Cassius attributed that more to hasty design, shoddy raw materials, and
apathetic craftsmanship rather than to a lack of upkeep. He located the house for
which he searched and, after his confident march, looked at it with
uncertainty. Many of the homes were similar. He knew her front door was white
and this door was white, but so was the door to the neighbor's dwelling. He
hesitated. He now doubted his memory. He chose a circle of shade under an
ancient maple and stood against its trunk, hoping for a chance sighting of the
house's inhabitant. The street was empty. For the moment, he was aware that he
was not surrounded, and he had an odd sensation of freedom. Yet he had little
time to spare on personal pleasure as a black man here would soon attract
attention. Minutes passed and his uncertainty grew as his need to get off the
street increased. Another minute and he decided to be bold. He would approach the
house and pay the price if he was wrong. And then he did not move, muscles
betraying his mental choice. In a burst of brio, he propelled himself out of
the shade to the wooden door painted white. He raised his fist to knock.
She
opened the door and he removed his hat and lowered his eyes, relieved. He would
need to access his best subservient manner, and he was never certain he could
rely on it to appear when beckoned.
"What
you want?" she said with displeasure.
Missus
Crowe?
"Yeah,
I'm Mrs. Crowe."
Sally
Ann Crowe?
"I
don't think you better be usin that name."
Sorry,
ma'am, but I just had to come.
"You
had to come?
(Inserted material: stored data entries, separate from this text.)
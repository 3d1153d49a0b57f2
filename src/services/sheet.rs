//! Sheet service
//!
//! The row collection a caller edits. Every edit returns a new sheet and
//! leaves the old one untouched, so there is exactly one writer and nothing
//! to lock: the caller swaps in the returned value.

use chrono::NaiveDate;
use serde::{Deserialize, Serialize};

use crate::error::{BudgetError, BudgetResult};
use crate::models::{BudgetRow, BudgetType, OptionCatalog};
use crate::security::sanitize_spreadsheet_cell;
use crate::validation::{RowField, RowValidation};

/// A new value for one cell of a row
#[derive(Debug, Clone, PartialEq)]
pub enum CellEdit {
    Type(BudgetType),
    Category(String),
    Item(String),
    Description(String),
    Date(String),
    Amount(f64),
    Notes(String),
}

impl CellEdit {
    /// Build an edit from form input
    ///
    /// Amount text that does not parse as a number becomes 0. A type must
    /// be `Income` or `Expense`.
    pub fn from_input(field: RowField, input: &str) -> BudgetResult<Self> {
        Ok(match field {
            RowField::Type => Self::Type(
                input
                    .parse::<BudgetType>()
                    .map_err(|e| BudgetError::Validation(e.to_string()))?,
            ),
            RowField::Category => Self::Category(input.to_string()),
            RowField::Item => Self::Item(input.to_string()),
            RowField::Description => Self::Description(input.to_string()),
            RowField::Date => Self::Date(input.to_string()),
            RowField::Amount => Self::Amount(parse_amount_input(input)),
            RowField::Notes => Self::Notes(input.to_string()),
        })
    }

    /// Apply to a row, sanitizing text values
    fn apply(self, row: &BudgetRow) -> BudgetRow {
        let mut row = row.clone();
        match self {
            Self::Type(kind) => row.kind = kind,
            Self::Category(v) => row.category = sanitize_spreadsheet_cell(&v),
            Self::Item(v) => row.item = sanitize_spreadsheet_cell(&v),
            Self::Description(v) => row.description = sanitize_spreadsheet_cell(&v),
            Self::Date(v) => row.date = sanitize_spreadsheet_cell(&v),
            Self::Amount(amount) => row.amount = amount,
            Self::Notes(v) => row.notes = sanitize_spreadsheet_cell(&v),
        }
        row
    }
}

/// Amount text as a number input reads it: unparseable or non-finite is 0
fn parse_amount_input(input: &str) -> f64 {
    input
        .trim()
        .parse::<f64>()
        .ok()
        .filter(|v| v.is_finite())
        .unwrap_or(0.0)
}

/// Rows plus the custom dropdown options added while editing them
#[derive(Debug, Clone, Default, PartialEq, Serialize, Deserialize)]
pub struct BudgetSheet {
    #[serde(default)]
    rows: Vec<BudgetRow>,

    #[serde(flatten)]
    options: OptionCatalog,
}

impl BudgetSheet {
    pub fn new() -> Self {
        Self::default()
    }

    pub fn from_rows(rows: Vec<BudgetRow>) -> Self {
        Self {
            rows,
            options: OptionCatalog::default(),
        }
    }

    pub fn with_options(mut self, options: OptionCatalog) -> Self {
        self.options = options;
        self
    }

    pub fn rows(&self) -> &[BudgetRow] {
        &self.rows
    }

    pub fn options(&self) -> &OptionCatalog {
        &self.options
    }

    pub fn len(&self) -> usize {
        self.rows.len()
    }

    pub fn is_empty(&self) -> bool {
        self.rows.is_empty()
    }

    pub fn row(&self, index: usize) -> BudgetResult<&BudgetRow> {
        self.rows
            .get(index)
            .ok_or_else(|| BudgetError::row_not_found(index))
    }

    /// Append a blank income row dated `today`
    pub fn with_new_row(&self, today: NaiveDate) -> Self {
        let mut rows = self.rows.clone();
        rows.push(BudgetRow::blank(today));
        Self {
            rows,
            options: self.options.clone(),
        }
    }

    /// Replace row `index` with a copy that has one cell changed
    pub fn with_cell(&self, index: usize, edit: CellEdit) -> BudgetResult<Self> {
        let updated = edit.apply(self.row(index)?);
        let rows = self
            .rows
            .iter()
            .enumerate()
            .map(|(i, row)| if i == index { updated.clone() } else { row.clone() })
            .collect();
        Ok(Self {
            rows,
            options: self.options.clone(),
        })
    }

    /// Drop row `index`
    pub fn without_row(&self, index: usize) -> BudgetResult<Self> {
        self.row(index)?;
        let rows = self
            .rows
            .iter()
            .enumerate()
            .filter(|(i, _)| *i != index)
            .map(|(_, row)| row.clone())
            .collect();
        Ok(Self {
            rows,
            options: self.options.clone(),
        })
    }

    /// Add a custom category; unchanged when the value is blank or known
    pub fn with_custom_category(&self, value: &str) -> Self {
        let mut options = self.options.clone();
        options.add_category(value);
        Self {
            rows: self.rows.clone(),
            options,
        }
    }

    /// Add a custom item under a category
    pub fn with_custom_item(&self, category: &str, value: &str) -> Self {
        let mut options = self.options.clone();
        options.add_item(category, value);
        Self {
            rows: self.rows.clone(),
            options,
        }
    }

    /// Strict validation of every row, paired with its index
    pub fn validate(&self) -> Vec<(usize, RowValidation)> {
        self.rows
            .iter()
            .enumerate()
            .map(|(i, row)| (i, row.validate()))
            .collect()
    }
}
What's that mean?"
It's
the message, ma'am.
"Well,
why didn't you say so in the first place, give it me."
Well,
ma'am, I'se awful sorry, but it ain't that sort of message.
"Do
you have a message for me or not?"
Yes
ma'am.
"Then
give it."
He looked
at her-pale bloated face, small bland eyes too far apart, long stringy
dishwater blonde hair that clung to her cheek, fleshy nose, weak chin-and he
said: This a message from Emoline Justice.
He
watched her expression for the flicker of horror that might come from a
murderer realizing she had not finished her crime. He saw only confusion and
imbecility. The moment passed in a flash, but convinced him that Sally Ann
Crowe had not murdered Emoline Justice. Nevertheless, he had to carry out the
remainder of his plan so that he raised no suspicions.